Notre narrateur ne voit donc rien, ou si peu, de Venise, de Padoue, de Rome, et nous non plus ne verrons rien de l’Italie, ou si peu. Il voyage assailli par la somme incroyable de clichés et d’idées reçues sur ce pays, qui perdurent dans nos têtes, et les circonstances souvent cocasses de ses déplacements l’empêchent de confirmer les lieux communs les plus ressassés. Il est au regret de ne pouvoir nous livrer « une Rome toute mâchée » et c’est tant mieux pour nous, qui y gagnons en humour.

Cette petite escapade transalpine lui apprendra à ses dépens que « Ce qui rend les voyages à peu près inutiles, c’est que l’on se déplace toujours avec soi, avec les mêmes pensées, les mêmes ennuis, le même tour d’esprit, les mêmes appréciations sur les choses et les gens ».

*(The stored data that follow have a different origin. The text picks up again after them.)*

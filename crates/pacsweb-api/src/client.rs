//! HTTP client for the ledger REST API.
//!
//! A thin wrapper over `reqwest` holding the base URL and the headers every
//! request carries. Endpoint knowledge lives in [`crate::endpoints`] and
//! [`crate::ledger`].

use log::{debug, error};
use pacsweb_core::Secrets;
use reqwest::header::{HeaderMap, HeaderName, HeaderValue, AUTHORIZATION, CONTENT_TYPE};
use reqwest::{Method, RequestBuilder};
use serde::de::DeserializeOwned;
use serde::Serialize;
use serde_json::Value;
use std::time::Duration;

use crate::error::{extract_error_data, ApiError, Result};

/// Default timeout for API requests.
pub const DEFAULT_TIMEOUT_SECS: u64 = 30;

/// Header listing the server side feature toggles the client wants on
pub const FEATURE_TOGGLES_HEADER: &str = "Pacs-Feature-Toggles";

/// Options used to build an [`HttpClient`]
#[derive(Debug, Clone)]
pub struct ClientOptions {
    pub base_url: String,
    pub token: Option<String>,
    pub feature_toggles: Vec<String>,
    pub timeout: Duration,
}

impl ClientOptions {
    pub fn new(base_url: impl Into<String>) -> Self {
        Self {
            base_url: base_url.into(),
            token: None,
            feature_toggles: vec![],
            timeout: Duration::from_secs(DEFAULT_TIMEOUT_SECS),
        }
    }

    /// Options for the host and token of `secrets`; both must be set
    pub fn from_secrets(secrets: &Secrets) -> Result<Self> {
        secrets.validate()?;
        let mut options = Self::new(secrets.host.clone().unwrap_or_default());
        options.token = secrets.token.clone();
        Ok(options)
    }

    pub fn with_token(mut self, token: impl Into<String>) -> Self {
        self.token = Some(token.into());
        self
    }

    pub fn with_feature_toggles(mut self, toggles: Vec<String>) -> Self {
        self.feature_toggles = toggles;
        self
    }

    pub fn with_timeout(mut self, timeout: Duration) -> Self {
        self.timeout = timeout;
        self
    }

    /// Headers sent with every request. `Authorization` is only present
    /// with a token and the toggles header only with at least one toggle.
    pub fn headers(&self) -> Result<HeaderMap> {
        let mut headers = HeaderMap::new();
        headers.insert(CONTENT_TYPE, HeaderValue::from_static("application/json"));

        if let Some(token) = &self.token {
            let value = HeaderValue::from_str(&format!("Token {}", token))
                .map_err(|_| ApiError::InvalidHeader("Authorization"))?;
            headers.insert(AUTHORIZATION, value);
        }

        if !self.feature_toggles.is_empty() {
            let value = HeaderValue::from_str(&self.feature_toggles.join(","))
                .map_err(|_| ApiError::InvalidHeader(FEATURE_TOGGLES_HEADER))?;
            headers.insert(HeaderName::from_static("pacs-feature-toggles"), value);
        }

        Ok(headers)
    }
}

#[derive(Debug, Clone)]
pub struct HttpClient {
    client: reqwest::Client,
    base_url: String,
}

impl HttpClient {
    pub fn new(options: ClientOptions) -> Result<Self> {
        let client = reqwest::Client::builder()
            .timeout(options.timeout)
            .default_headers(options.headers()?)
            .build()?;

        Ok(Self {
            client,
            base_url: options.base_url.trim_end_matches('/').to_string(),
        })
    }

    pub fn from_secrets(secrets: &Secrets, feature_toggles: Vec<String>) -> Result<Self> {
        Self::new(ClientOptions::from_secrets(secrets)?.with_feature_toggles(feature_toggles))
    }

    pub fn base_url(&self) -> &str {
        &self.base_url
    }

    /// Absolute URL for `path`, which starts with `/`
    pub fn url(&self, path: &str) -> String {
        format!("{}{}", self.base_url, path)
    }

    fn request(&self, method: Method, path: &str, body: Option<&Value>) -> RequestBuilder {
        let url = self.url(path);
        debug!("{} {}", method, url);
        let builder = self.client.request(method, &url);
        match body {
            Some(body) => builder.json(body),
            None => builder,
        }
    }

    pub async fn get<T: DeserializeOwned>(&self, path: &str) -> Result<T> {
        let response = self.request(Method::GET, path, None).send().await?;
        Self::parse_response(response).await
    }

    /// GET with query string parameters encoded by reqwest
    pub async fn get_with_query<T, Q>(&self, path: &str, query: &Q) -> Result<T>
    where
        T: DeserializeOwned,
        Q: Serialize + ?Sized,
    {
        let response = self
            .request(Method::GET, path, None)
            .query(query)
            .send()
            .await?;
        Self::parse_response(response).await
    }

    pub async fn post<T: DeserializeOwned>(&self, path: &str, body: &Value) -> Result<T> {
        let response = self.request(Method::POST, path, Some(body)).send().await?;
        Self::parse_response(response).await
    }

    pub async fn patch<T: DeserializeOwned>(&self, path: &str, body: &Value) -> Result<T> {
        let response = self.request(Method::PATCH, path, Some(body)).send().await?;
        Self::parse_response(response).await
    }

    pub async fn delete(&self, path: &str) -> Result<()> {
        let response = self.request(Method::DELETE, path, None).send().await?;
        let status = response.status();
        let body = response.text().await?;
        debug!("API response ({}): {}", status, body);
        if !status.is_success() {
            return Err(extract_error_data(status.as_u16(), &body));
        }
        Ok(())
    }

    /// Parse a JSON response body.
    async fn parse_response<T: DeserializeOwned>(response: reqwest::Response) -> Result<T> {
        let status = response.status();
        let body = response.text().await?;
        debug!("API response ({}): {}", status, body);

        if !status.is_success() {
            return Err(extract_error_data(status.as_u16(), &body));
        }

        serde_json::from_str(&body).map_err(|e| {
            error!("Failed to deserialize response. Body: {}, Error: {}", body, e);
            ApiError::Json(e)
        })
    }
}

L’auteur s’est visiblement amusé et nous rions de bon cœur, mais les anecdotes sont parfois moins anodines qu’il n’y paraît – en particulier les brèves réminiscences historiques concernant d’Annunzio, Mussolini, Ciano (…) – puisqu’elles permettent, somme toute, de remettre en question nombre des préjugés.

La Presse :

Avec Calet, l’aventure est souvent intérieure, et le voyage très subjectif.
Émilie Grangeray, Le Monde des livres, 9 juillet 2009

image002bis.jpgCe récit aurait pu s’intituler « L’Italie la nuit », tant c’est sous cet éclairage qu’il tâte de l’âme transalpine, entre trains couchette, courses de lévriers ou maisons closes. Voici comment d’un voyage plutôt raté, on fait un beau morceau de littérature. Jeanne de Ménibus, Femmes, juillet-août 2009

Il est l’écrivain faussement candide et allègrement modeste des ratages magnifiques.
La Vie, 18-24 juin 2009

Mine de rien, le myope et grand Calet (…) est le céramiste des cœurs fêlés, le délicat qui goûte, déguste et ne s’empiffre jamais. Son Italie fleure la Dolce Vita, mais à travers des petites choses parsemant notre minestrone de mille saveurs subtiles.
François Cérésa, Service Littéraire, juin 2009

Ce n’est pas un touriste qui se raconte mais un observateur des petits faits quotidiens. Calet voyage à hauteur d’homme et c’est ce qui fait le charme de sa relation.
Vosges matin, 27 mai 2009

Le lecteur est ravi, une fois encore, d’être le compagnon de route de cet écrivain faussement naïf et vraiment mélancolique, drôle à force d’être désolé, à la démarche compassée, qui n’a pas l’énergie de gratter la croûte artistique dont l’Italie est revêtue.
Jérôme Garcin, Le Nouvel Observateur, 28 mai – 3 juin 2009

Note de l’éditeur (2e de couverture) :

3.1247209882.pantheon-rome.jpgLe voyage en Italie est un genre littéraire. Il nous a valu, de Montaigne à Larbaud, quelques jolies méditations sur les arts, les transports et la gastronomie.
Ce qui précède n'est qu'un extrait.